Exploring State-of-the-Art Machine Learning Methods for Quantifying Exercise-induced Muscle Fatigue

Detta är en Uppsats för yrkesexamina på avancerad nivå från Högskolan i Halmstad/Akademin för informationsteknologi

Sammanfattning: Muscle fatigue is a severe problem for elite athletes, and this is due to the long resting times, which can vary. Various mechanisms can cause muscle fatigue which signifies that the specific muscle has reached its maximum force and cannot continue the task. This thesis was about surveying and exploring state-of-the-art methods and systematically, theoretically, and practically testing the applicability and performance of more recent machine learning methods on an existing EMG to muscle fatigue pipeline. Several challenges within the EMG domain exist, such as inadequate data, finding the most suitable model, and how they should be addressed to achieve reliable prediction. This required approaches for addressing these problems by combining and comparing various state-of-the-art methodologies, such as data augmentation techniques for upsampling, spectrogram methods for signal processing, and transfer learning to gain a reliable prediction by various pre-trained CNN models. The approach during this study was to conduct seven experiments consisting of a classification task that aims to predict muscle fatigue in various stages. These stages are divided into 7 classes from 0-6, and higher classes represent a fatigued muscle. In the tabular part of the experiments, the Decision Tree, Random Forest, and Support Vector Machine (SVM) were trained, and the accuracy was determined.
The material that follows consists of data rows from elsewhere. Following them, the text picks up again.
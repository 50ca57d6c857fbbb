//! The campaign deletion workflow engine.
//!
//! Deletion is the mirror image of generation: a strict children-first order
//! over entity categories, then the campaign root across every content store,
//! then reference-counted cleanup of world content the campaign introduced.
//!
//! Deletion is deliberately best-effort. A category or store failure becomes a
//! warning plus an audit entry and the teardown continues; partial deletions
//! are an accepted outcome, surfaced in the final report. The only fatal
//! failure is being unable to persist `DeletionState` itself, since without
//! durable state a resume would have nothing to resume from.

use std::sync::Arc;

use async_trait::async_trait;
use futures_util::future::join_all;
use miette::Diagnostic;
use thiserror::Error;
use tracing::{info, instrument, warn};

use crate::command::DeletionCommand;
use crate::publisher::ProgressPublisher;
use crate::state::{DeletionState, ErrorEntry};
use crate::store::{StoreError, WorkflowStore};
use crate::types::{DeletionPhase, EntityCategory};

/// Failures from a content store backend.
#[derive(Debug, Error, Diagnostic)]
pub enum ContentStoreError {
    #[error("content store error: {message}")]
    #[diagnostic(code(questloom::deletion::content_store))]
    Backend { message: String },
}

impl ContentStoreError {
    pub fn backend(message: impl Into<String>) -> Self {
        Self::Backend {
            message: message.into(),
        }
    }
}

/// Command-level deletion failures. Persistence is the only fatal class.
#[derive(Debug, Error, Diagnostic)]
pub enum DeletionError {
    #[error(transparent)]
    #[diagnostic(transparent)]
    Store(#[from] StoreError),

    #[error("deletion {request_id} is already terminal")]
    #[diagnostic(code(questloom::deletion::already_terminal))]
    AlreadyTerminal { request_id: String },

    #[error("stale command for {request_id}: sequence {got} < last applied {last}")]
    #[diagnostic(
        code(questloom::deletion::stale_command),
        help("A newer command for this deletion was already applied; this one is dropped.")
    )]
    StaleCommand {
        request_id: String,
        got: u64,
        last: u64,
    },
}

/// The primary content store holding campaign entities as documents.
#[async_trait]
pub trait DocumentStore: Send + Sync {
    /// Delete every entity of `category` belonging to `campaign_id`,
    /// returning the ids that were removed.
    async fn delete_category(
        &self,
        campaign_id: &str,
        category: EntityCategory,
    ) -> Result<Vec<String>, ContentStoreError>;

    /// Delete the campaign root record. `false` when no such record existed.
    async fn delete_campaign_root(&self, campaign_id: &str) -> Result<bool, ContentStoreError>;

    /// Species ids this campaign introduced into the shared world.
    async fn campaign_species(&self, campaign_id: &str) -> Result<Vec<String>, ContentStoreError>;

    /// Location ids this campaign introduced into the shared world.
    async fn campaign_locations(&self, campaign_id: &str)
    -> Result<Vec<String>, ContentStoreError>;

    /// How many campaigns other than `excluding_campaign` still reference the
    /// species.
    async fn species_reference_count(
        &self,
        species_id: &str,
        excluding_campaign: &str,
    ) -> Result<u64, ContentStoreError>;

    /// How many campaigns other than `excluding_campaign` still reference the
    /// location.
    async fn location_reference_count(
        &self,
        location_id: &str,
        excluding_campaign: &str,
    ) -> Result<u64, ContentStoreError>;

    /// Remove a species whose reference count reached zero.
    async fn remove_species(&self, species_id: &str) -> Result<(), ContentStoreError>;

    /// Remove a location whose reference count reached zero.
    async fn remove_location(&self, location_id: &str) -> Result<(), ContentStoreError>;
}

/// The graph store holding campaign relationship data.
#[async_trait]
pub trait GraphStore: Send + Sync {
    /// Remove the campaign's subgraph, returning how many nodes went away.
    async fn delete_campaign_graph(&self, campaign_id: &str) -> Result<u64, ContentStoreError>;
}

/// The relational store holding campaign rows. Optional in deployments that
/// never project campaigns relationally.
#[async_trait]
pub trait RelationalStore: Send + Sync {
    /// Remove the campaign's rows, returning how many were deleted.
    async fn delete_campaign_rows(&self, campaign_id: &str) -> Result<u64, ContentStoreError>;
}

/// Executes deletion commands against durable state.
pub struct DeletionEngine {
    store: WorkflowStore,
    documents: Arc<dyn DocumentStore>,
    graph: Arc<dyn GraphStore>,
    relational: Option<Arc<dyn RelationalStore>>,
    publisher: ProgressPublisher,
}

impl DeletionEngine {
    pub fn new(
        store: WorkflowStore,
        documents: Arc<dyn DocumentStore>,
        graph: Arc<dyn GraphStore>,
        relational: Option<Arc<dyn RelationalStore>>,
        publisher: ProgressPublisher,
    ) -> Self {
        Self {
            store,
            documents,
            graph,
            relational,
            publisher,
        }
    }

    /// Handle one validated deletion command end to end.
    ///
    /// Re-delivery of the same `request_id` resumes: categories already
    /// recorded as deleted are skipped, store flags already set are not redone.
    #[instrument(
        skip(self, cmd),
        fields(request_id = %cmd.request_id, campaign_id = %cmd.campaign_id)
    )]
    pub async fn handle(&self, cmd: DeletionCommand) -> Result<(), DeletionError> {
        let mut state = match self.store.load_deletion(&cmd.request_id).await? {
            Some(existing) if existing.is_terminal() => {
                return Err(DeletionError::AlreadyTerminal {
                    request_id: cmd.request_id.clone(),
                });
            }
            Some(existing) => existing,
            None => {
                let mut fresh = DeletionState::from_command(&cmd);
                fresh.record_audit("command_accepted", "delete");
                fresh
            }
        };

        // Sequence 0 means the sender does not number commands.
        if cmd.sequence != 0 {
            if cmd.sequence < state.last_sequence {
                return Err(DeletionError::StaleCommand {
                    request_id: cmd.request_id.clone(),
                    got: cmd.sequence,
                    last: state.last_sequence,
                });
            }
            state.last_sequence = cmd.sequence;
        }

        // Capture candidate world content up front; once categories start
        // going away the campaign's own records may no longer be queryable.
        // Which candidates actually go is decided by refcount at cleanup.
        if state.species_introduced.is_empty() && state.locations_introduced.is_empty() {
            match self.documents.campaign_species(&cmd.campaign_id).await {
                Ok(ids) => state.species_introduced = ids,
                Err(e) => state.record_warning(format!("species lookup failed: {e}")),
            }
            match self.documents.campaign_locations(&cmd.campaign_id).await {
                Ok(ids) => state.locations_introduced = ids,
                Err(e) => state.record_warning(format!("location lookup failed: {e}")),
            }
        }
        self.checkpoint(&mut state).await?;

        for category in EntityCategory::DELETION_ORDER {
            state.current_phase = DeletionPhase::Category(category);
            if state.deleted.contains_key(category.as_str()) {
                state.record_audit("category_skipped", "already processed");
                continue;
            }
            match self
                .documents
                .delete_category(&cmd.campaign_id, category)
                .await
            {
                Ok(ids) => {
                    info!(category = %category, count = ids.len(), "category deleted");
                    state.record_deleted(category, ids);
                }
                Err(e) => {
                    warn!(category = %category, error = %e, "category deletion failed, continuing");
                    state.record_warning(format!("failed to delete {category}: {e}"));
                    state.record_error(ErrorEntry::new(
                        state.current_phase.encode(),
                        e.to_string(),
                    ));
                    // Mark the category as processed so a resume does not
                    // retry it ahead of its parents.
                    state.record_deleted(category, Vec::new());
                }
            }
            self.checkpoint(&mut state).await?;
        }

        state.current_phase = DeletionPhase::CampaignRoot;
        self.tear_down_root(&mut state).await;
        self.checkpoint(&mut state).await?;

        state.current_phase = DeletionPhase::WorldCleanup;
        self.clean_world_content(&mut state).await;
        self.checkpoint(&mut state).await?;

        state.current_phase = DeletionPhase::Completed;
        state.record_audit("deletion_finished", format!("{} entities", state.deleted_count()));
        self.checkpoint(&mut state).await?;
        Ok(())
    }

    /// Remove the campaign root across document, graph, and relational stores.
    /// Each flag is set only on success; a missing relational backend counts
    /// as vacuously deleted.
    async fn tear_down_root(&self, state: &mut DeletionState) {
        if !state.document_deleted {
            match self
                .documents
                .delete_campaign_root(&state.campaign_id)
                .await
            {
                Ok(existed) => {
                    state.document_deleted = true;
                    if !existed {
                        state.record_warning("campaign root was already absent".to_string());
                    }
                }
                Err(e) => {
                    warn!(error = %e, "document root deletion failed");
                    state.record_warning(format!("document root deletion failed: {e}"));
                    state.record_error(ErrorEntry::new("campaign_root", e.to_string()));
                }
            }
        }

        if !state.graph_deleted {
            match self.graph.delete_campaign_graph(&state.campaign_id).await {
                Ok(nodes) => {
                    state.graph_deleted = true;
                    state.record_audit("graph_deleted", format!("{nodes} nodes"));
                }
                Err(e) => {
                    warn!(error = %e, "graph deletion failed");
                    state.record_warning(format!("graph deletion failed: {e}"));
                    state.record_error(ErrorEntry::new("campaign_root", e.to_string()));
                }
            }
        }

        if !state.relational_deleted {
            match &self.relational {
                Some(relational) => {
                    match relational.delete_campaign_rows(&state.campaign_id).await {
                        Ok(rows) => {
                            state.relational_deleted = true;
                            state.record_audit("relational_deleted", format!("{rows} rows"));
                        }
                        Err(e) => {
                            warn!(error = %e, "relational deletion failed");
                            state.record_warning(format!("relational deletion failed: {e}"));
                            state.record_error(ErrorEntry::new("campaign_root", e.to_string()));
                        }
                    }
                }
                None => {
                    state.relational_deleted = true;
                }
            }
        }
    }

    /// Reference-counted removal of world content the campaign introduced.
    ///
    /// Counts are queried concurrently. A candidate moves into the remove set
    /// only when nothing else references it; shared content is kept with its
    /// remaining count recorded. Candidates already in the remove set were
    /// handled by an earlier delivery and are skipped.
    async fn clean_world_content(&self, state: &mut DeletionState) {
        let campaign_id = state.campaign_id.clone();

        let species: Vec<String> = state
            .species_introduced
            .iter()
            .filter(|id| !state.species_to_remove.contains(id))
            .cloned()
            .collect();
        let counts = join_all(species.iter().map(|id| {
            let documents = self.documents.clone();
            let campaign_id = campaign_id.clone();
            async move {
                documents
                    .species_reference_count(id, &campaign_id)
                    .await
            }
        }))
        .await;
        for (id, count) in species.iter().zip(counts) {
            match count {
                Ok(0) => match self.documents.remove_species(id).await {
                    Ok(()) => {
                        state.species_to_remove.push(id.clone());
                        state.species_dependencies.insert(id.clone(), 0);
                        state.record_audit("species_removed", id.clone());
                    }
                    Err(e) => {
                        state.record_warning(format!("species {id} removal failed: {e}"));
                    }
                },
                Ok(n) => {
                    state.species_dependencies.insert(id.clone(), n);
                    state.record_audit("species_kept", format!("{id}: {n} campaigns still reference it"));
                }
                Err(e) => {
                    state.record_warning(format!("species {id} refcount failed: {e}"));
                }
            }
        }

        let locations: Vec<String> = state
            .locations_introduced
            .iter()
            .filter(|id| !state.locations_to_remove.contains(id))
            .cloned()
            .collect();
        let counts = join_all(locations.iter().map(|id| {
            let documents = self.documents.clone();
            let campaign_id = campaign_id.clone();
            async move {
                documents
                    .location_reference_count(id, &campaign_id)
                    .await
            }
        }))
        .await;
        for (id, count) in locations.iter().zip(counts) {
            match count {
                Ok(0) => match self.documents.remove_location(id).await {
                    Ok(()) => {
                        state.locations_to_remove.push(id.clone());
                        state.location_dependencies.insert(id.clone(), 0);
                        state.record_audit("location_removed", id.clone());
                    }
                    Err(e) => {
                        state.record_warning(format!("location {id} removal failed: {e}"));
                    }
                },
                Ok(n) => {
                    state.location_dependencies.insert(id.clone(), n);
                    state.record_audit("location_kept", format!("{id}: {n} campaigns still reference it"));
                }
                Err(e) => {
                    state.record_warning(format!("location {id} refcount failed: {e}"));
                }
            }
        }
    }

    /// Persist state and stream the resulting progress snapshot.
    async fn checkpoint(&self, state: &mut DeletionState) -> Result<(), DeletionError> {
        let projection = self.store.checkpoint_deletion(state).await?;
        self.publisher.publish_deletion(state, &projection);
        Ok(())
    }
}

impl std::fmt::Debug for DeletionEngine {
    fn fmt(&self, f: &mut std::fmt::Formatter<'_>) -> std::fmt::Result {
        f.debug_struct("DeletionEngine")
            .field("has_relational", &self.relational.is_some())
            .finish()
    }
}
//! Outbound publishing of progress and notifications.
//!
//! The publisher is stateless: given freshly persisted state and its
//! projection it decides which events the transition warrants and emits them.
//! Publishing is strictly best-effort. A failed emit is logged and swallowed;
//! delivery problems must never abort or fail a workflow whose state has
//! already been persisted.

use std::sync::Arc;

use tracing::warn;

use crate::event_bus::{EventEmitter, OutboundEvent};
use crate::state::{DeletionState, ProgressProjection, WorkflowState};
use crate::types::GenerationPhase;

/// Projects state transitions into outbound events.
#[derive(Clone, Debug)]
pub struct ProgressPublisher {
    emitter: Arc<dyn EventEmitter>,
}

impl ProgressPublisher {
    pub fn new(emitter: Arc<dyn EventEmitter>) -> Self {
        Self { emitter }
    }

    fn emit(&self, event: OutboundEvent) {
        if let Err(e) = self.emitter.emit(event) {
            warn!(error = %e, "outbound event dropped");
        }
    }

    /// Publish the progress snapshot plus any phase-specific notification for
    /// a generation transition.
    pub fn publish_generation(&self, state: &WorkflowState, projection: &ProgressProjection) {
        self.emit(OutboundEvent::progress(projection));
        match state.current_phase {
            GenerationPhase::StoryGeneration => {
                self.emit(OutboundEvent::story_selection_ready(
                    &state.request_id,
                    &state.user_id,
                    &state.story_ideas,
                ));
            }
            GenerationPhase::CoreGeneration => {
                if let Some(core) = &state.campaign_core {
                    self.emit(OutboundEvent::core_approval_ready(
                        &state.request_id,
                        &state.user_id,
                        core,
                    ));
                }
            }
            GenerationPhase::Completed => {
                if let Some(campaign_id) = &state.final_campaign_id {
                    self.emit(OutboundEvent::campaign_completed(
                        &state.request_id,
                        &state.user_id,
                        campaign_id,
                    ));
                }
            }
            GenerationPhase::Failed => {
                let message = state
                    .errors
                    .last()
                    .map_or_else(|| "generation failed".to_string(), |e| e.message.clone());
                self.emit(OutboundEvent::campaign_failed(
                    &state.request_id,
                    &state.user_id,
                    message,
                ));
            }
            _ => {}
        }
    }

    /// Publish a deletion transition; completion carries the tally and any
    /// skipped-category warnings.
    pub fn publish_deletion(&self, state: &DeletionState, projection: &ProgressProjection) {
        self.emit(OutboundEvent::deletion_progress(projection));
        if state.is_terminal() {
            self.emit(OutboundEvent::deletion_completed(
                &state.request_id,
                &state.user_id,
                &state.campaign_id,
                state.deleted_count(),
                &state.warnings,
            ));
        }
    }

    /// Publish the cancellation notification for a paused workflow.
    pub fn publish_cancelled(&self, request_id: &str, user_id: &str) {
        self.emit(OutboundEvent::campaign_cancelled(request_id, user_id));
    }

    /// Publish an input error for a command that never reached an engine.
    pub fn publish_input_error(
        &self,
        request_id: Option<String>,
        user_id: Option<String>,
        message: impl Into<String>,
    ) {
        self.emit(OutboundEvent::input_error(request_id, user_id, message));
    }
}
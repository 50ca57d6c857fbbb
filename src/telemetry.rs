//! Tracing subscriber setup.

use tracing_error::ErrorLayer;
use tracing_subscriber::{EnvFilter, fmt, layer::SubscriberExt, util::SubscriberInitExt};

/// Initialize the global tracing subscriber: env-filtered fmt output plus an
/// `ErrorLayer` so spans are captured into error reports.
///
/// Call once at process start; a second call is a no-op rather than a panic,
/// so tests and embedding applications can both use it freely.
pub fn init() {
    let fmt_layer = fmt::layer()
        .with_target(false)
        .with_file(false)
        .with_line_number(false);

    let filter = EnvFilter::try_from_default_env()
        .unwrap_or_else(|_| EnvFilter::new("warn,questloom=info"));

    let _ = tracing_subscriber::registry()
        .with(filter)
        .with(fmt_layer)
        .with(ErrorLayer::default())
        .try_init();
}

/// Install miette's panic hook for pretty panic reports.
pub fn init_panic_reports() {
    miette::set_panic_hook();
}
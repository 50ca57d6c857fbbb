//! Core types for the questloom orchestration crate.
//!
//! This module defines the fundamental vocabulary shared by the router and the
//! workflow engines: the generation phase machine, the deletion phase machine,
//! the entity categories torn down during deletion, and the inbound workflow
//! actions.
//!
//! All of these types carry stable string encodings (`as_str`/`encode` plus a
//! forgiving parse) so they can live inside persisted JSON and message bodies
//! without tying the wire format to Rust enum layout.
//!
//! # Examples
//!
//! ```rust
//! use questloom::types::{GenerationPhase, WorkflowAction};
//!
//! let phase = GenerationPhase::StoryGeneration;
//! assert_eq!(phase.as_str(), "story_generation");
//! assert!(phase.is_gate());
//! assert!(!phase.is_terminal());
//!
//! let action = WorkflowAction::parse("select_story").unwrap();
//! assert_eq!(action, WorkflowAction::SelectStory);
//! assert!(WorkflowAction::parse("explode").is_none());
//! ```

use serde::{Deserialize, Serialize};
use std::fmt;

/// Phases of the campaign generation workflow.
///
/// The machine is linear with two human gates:
///
/// ```text
/// init → story_generation → [gate: select_story] → core_generation
///      → [gate: approve_core] → quest_generation → place_generation
///      → scene_generation → finalize → completed
/// ```
///
/// `current_phase` in persisted state is the *last executed* phase; a gate is
/// a phase whose completion pauses the workflow until the next command for the
/// same `request_id` arrives. `Failed` is the terminal state reached when a
/// phase exhausts its retries or hits an unrecoverable error.
#[derive(Clone, Copy, Debug, PartialEq, Eq, Hash, Serialize, Deserialize)]
#[serde(rename_all = "snake_case")]
pub enum GenerationPhase {
    /// Workflow created, nothing executed yet.
    Init,
    /// Story ideas produced; pauses for `select_story`.
    StoryGeneration,
    /// Campaign core produced; pauses for `approve_core`.
    CoreGeneration,
    /// Quest batch produced.
    QuestGeneration,
    /// Places produced.
    PlaceGeneration,
    /// Scenes plus scene content (NPCs, discoveries, events, challenges).
    SceneGeneration,
    /// Assembly of the final campaign record.
    Finalize,
    /// Terminal success; `final_campaign_id` is set.
    Completed,
    /// Terminal failure; `errors` explain why. State is kept for inspection.
    Failed,
}

impl GenerationPhase {
    /// Number of steps counted by [`step_index`](Self::step_index).
    pub const STEP_COUNT: u8 = 7;

    /// Stable snake_case form used in projections and message payloads.
    #[must_use]
    pub fn as_str(&self) -> &'static str {
        match self {
            Self::Init => "init",
            Self::StoryGeneration => "story_generation",
            Self::CoreGeneration => "core_generation",
            Self::QuestGeneration => "quest_generation",
            Self::PlaceGeneration => "place_generation",
            Self::SceneGeneration => "scene_generation",
            Self::Finalize => "finalize",
            Self::Completed => "completed",
            Self::Failed => "failed",
        }
    }

    /// Parse the snake_case form back into a phase.
    pub fn parse(s: &str) -> Option<Self> {
        Some(match s {
            "init" => Self::Init,
            "story_generation" => Self::StoryGeneration,
            "core_generation" => Self::CoreGeneration,
            "quest_generation" => Self::QuestGeneration,
            "place_generation" => Self::PlaceGeneration,
            "scene_generation" => Self::SceneGeneration,
            "finalize" => Self::Finalize,
            "completed" => Self::Completed,
            "failed" => Self::Failed,
            _ => return None,
        })
    }

    /// `true` for phases whose completion pauses the workflow for a follow-up
    /// command (story selection, core approval).
    #[must_use]
    pub fn is_gate(&self) -> bool {
        matches!(self, Self::StoryGeneration | Self::CoreGeneration)
    }

    /// `true` once no further phase execution is permitted.
    #[must_use]
    pub fn is_terminal(&self) -> bool {
        matches!(self, Self::Completed | Self::Failed)
    }

    /// Zero-based position in the linear machine, used for `step_progress`.
    #[must_use]
    pub fn step_index(&self) -> u8 {
        match self {
            Self::Init => 0,
            Self::StoryGeneration => 1,
            Self::CoreGeneration => 2,
            Self::QuestGeneration => 3,
            Self::PlaceGeneration => 4,
            Self::SceneGeneration => 5,
            Self::Finalize => 6,
            Self::Completed | Self::Failed => 7,
        }
    }

    /// Coarse completion percentage reported by the progress projection.
    #[must_use]
    pub fn progress_percentage(&self) -> u8 {
        match self {
            Self::Init => 0,
            Self::StoryGeneration => 20,
            Self::CoreGeneration => 40,
            Self::QuestGeneration => 55,
            Self::PlaceGeneration => 70,
            Self::SceneGeneration => 85,
            Self::Finalize => 95,
            Self::Completed | Self::Failed => 100,
        }
    }

    /// Human-readable status line for the progress projection.
    #[must_use]
    pub fn status_message(&self) -> &'static str {
        match self {
            Self::Init => "Preparing campaign generation",
            Self::StoryGeneration => "Story ideas ready for selection",
            Self::CoreGeneration => "Campaign core ready for approval",
            Self::QuestGeneration => "Generating quests",
            Self::PlaceGeneration => "Generating places",
            Self::SceneGeneration => "Generating scenes and inhabitants",
            Self::Finalize => "Assembling final campaign",
            Self::Completed => "Campaign generation completed",
            Self::Failed => "Campaign generation failed",
        }
    }
}

impl fmt::Display for GenerationPhase {
    fn fmt(&self, f: &mut fmt::Formatter<'_>) -> fmt::Result {
        f.write_str(self.as_str())
    }
}

/// Inbound actions understood by the generation side of the dispatch table.
///
/// Unknown action strings must surface as input errors carrying the sender's
/// `request_id`; that is why the command decoder parses the raw string with
/// [`WorkflowAction::parse`] instead of failing inside serde.
#[derive(Clone, Copy, Debug, PartialEq, Eq, Hash, Serialize, Deserialize)]
#[serde(rename_all = "snake_case")]
pub enum WorkflowAction {
    Start,
    SelectStory,
    RegenerateStories,
    ApproveCore,
    ApproveQuests,
    ApprovePlaces,
    Finalize,
}

impl WorkflowAction {
    /// Stable snake_case wire form.
    #[must_use]
    pub fn as_str(&self) -> &'static str {
        match self {
            Self::Start => "start",
            Self::SelectStory => "select_story",
            Self::RegenerateStories => "regenerate_stories",
            Self::ApproveCore => "approve_core",
            Self::ApproveQuests => "approve_quests",
            Self::ApprovePlaces => "approve_places",
            Self::Finalize => "finalize",
        }
    }

    /// Parse a wire action string; `None` for anything unrecognized.
    pub fn parse(s: &str) -> Option<Self> {
        Some(match s {
            "start" => Self::Start,
            "select_story" => Self::SelectStory,
            "regenerate_stories" => Self::RegenerateStories,
            "approve_core" => Self::ApproveCore,
            "approve_quests" => Self::ApproveQuests,
            "approve_places" => Self::ApprovePlaces,
            "finalize" => Self::Finalize,
            _ => return None,
        })
    }
}

impl fmt::Display for WorkflowAction {
    fn fmt(&self, f: &mut fmt::Formatter<'_>) -> fmt::Result {
        f.write_str(self.as_str())
    }
}

/// Entity categories removed during campaign deletion.
///
/// [`EntityCategory::DELETION_ORDER`] fixes the teardown sequence: leaf scene
/// content first, then NPCs, scenes, places, quests. The campaign root and
/// world-content cleanup are separate deletion phases, not categories.
#[derive(Clone, Copy, Debug, PartialEq, Eq, Hash, Serialize, Deserialize)]
#[serde(rename_all = "snake_case")]
pub enum EntityCategory {
    Discovery,
    Event,
    Challenge,
    Knowledge,
    Item,
    Rubric,
    Npc,
    Scene,
    Place,
    Quest,
}

impl EntityCategory {
    /// Children-before-parents teardown order.
    pub const DELETION_ORDER: [EntityCategory; 10] = [
        Self::Discovery,
        Self::Event,
        Self::Challenge,
        Self::Knowledge,
        Self::Item,
        Self::Rubric,
        Self::Npc,
        Self::Scene,
        Self::Place,
        Self::Quest,
    ];

    /// Stable snake_case form used as a map key in persisted deletion state.
    #[must_use]
    pub fn as_str(&self) -> &'static str {
        match self {
            Self::Discovery => "discovery",
            Self::Event => "event",
            Self::Challenge => "challenge",
            Self::Knowledge => "knowledge",
            Self::Item => "item",
            Self::Rubric => "rubric",
            Self::Npc => "npc",
            Self::Scene => "scene",
            Self::Place => "place",
            Self::Quest => "quest",
        }
    }
}

impl fmt::Display for EntityCategory {
    fn fmt(&self, f: &mut fmt::Formatter<'_>) -> fmt::Result {
        f.write_str(self.as_str())
    }
}

/// Phases of the deletion workflow.
///
/// Encoded as strings for persistence (`"delete:npc"` style for category
/// phases) with a forward-compatible fallback to `Init` on unknown input.
#[derive(Clone, Copy, Debug, PartialEq, Eq, Hash, Serialize, Deserialize)]
#[serde(into = "String", from = "String")]
pub enum DeletionPhase {
    /// Deletion requested, nothing removed yet.
    Init,
    /// Removing one entity category across the content stores.
    Category(EntityCategory),
    /// Removing the campaign root record.
    CampaignRoot,
    /// Reference-counted cleanup of campaign-introduced world content.
    WorldCleanup,
    /// Terminal: every category processed and all store flags set.
    Completed,
}

impl DeletionPhase {
    /// Encode into the persisted string form.
    #[must_use]
    pub fn encode(&self) -> String {
        match self {
            Self::Init => "init".to_string(),
            Self::Category(cat) => format!("delete:{cat}"),
            Self::CampaignRoot => "campaign_root".to_string(),
            Self::WorldCleanup => "world_cleanup".to_string(),
            Self::Completed => "completed".to_string(),
        }
    }

    /// Decode the persisted string form; unknown inputs fall back to `Init`.
    pub fn decode(s: &str) -> Self {
        match s {
            "init" => Self::Init,
            "campaign_root" => Self::CampaignRoot,
            "world_cleanup" => Self::WorldCleanup,
            "completed" => Self::Completed,
            other => match other.strip_prefix("delete:") {
                Some("discovery") => Self::Category(EntityCategory::Discovery),
                Some("event") => Self::Category(EntityCategory::Event),
                Some("challenge") => Self::Category(EntityCategory::Challenge),
                Some("knowledge") => Self::Category(EntityCategory::Knowledge),
                Some("item") => Self::Category(EntityCategory::Item),
                Some("rubric") => Self::Category(EntityCategory::Rubric),
                Some("npc") => Self::Category(EntityCategory::Npc),
                Some("scene") => Self::Category(EntityCategory::Scene),
                Some("place") => Self::Category(EntityCategory::Place),
                Some("quest") => Self::Category(EntityCategory::Quest),
                _ => Self::Init,
            },
        }
    }

    /// Coarse completion percentage for the deletion progress projection.
    #[must_use]
    pub fn progress_percentage(&self) -> u8 {
        match self {
            Self::Init => 0,
            Self::Category(cat) => {
                let pos = EntityCategory::DELETION_ORDER
                    .iter()
                    .position(|c| c == cat)
                    .unwrap_or(0) as u32;
                // Categories span 5..=80.
                (5 + (pos + 1) * 75 / EntityCategory::DELETION_ORDER.len() as u32) as u8
            }
            Self::CampaignRoot => 85,
            Self::WorldCleanup => 95,
            Self::Completed => 100,
        }
    }
}

impl From<DeletionPhase> for String {
    fn from(p: DeletionPhase) -> Self {
        p.encode()
    }
}

impl From<String> for DeletionPhase {
    fn from(s: String) -> Self {
        Self::decode(&s)
    }
}

impl fmt::Display for DeletionPhase {
    fn fmt(&self, f: &mut fmt::Formatter<'_>) -> fmt::Result {
        f.write_str(&self.encode())
    }
}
A similar approach was made for the spectrogram part, where the signals were converted to spectrogram images, and with a combination of traditional- and intelligent data augmentation techniques, such as noise and DCGAN, the limited dataset was increased. A comparison between the performance of AlexNet, VGG16, DenseNet, and InceptionV3 pre-trained CNN models was made to predict differences in jump heights. The result was evaluated by implementing baseline classifiers on tabular data and pre-trained CNN model classifiers for CWT and STFT spectrograms with and without data augmentation. The evaluation of various state-of-the-art methodologies for a classification problem showed that DenseNet and VGG16 gave a reliable accuracy of 89.8 % on intelligent data augmented CWT images. The intelligent data augmentation applied on CWT images allows the pre-trained CNN models to learn features that can generalize unseen data. Proving that the combination of state-of-the-art methods can be introduced and address the challenges within the EMG domain.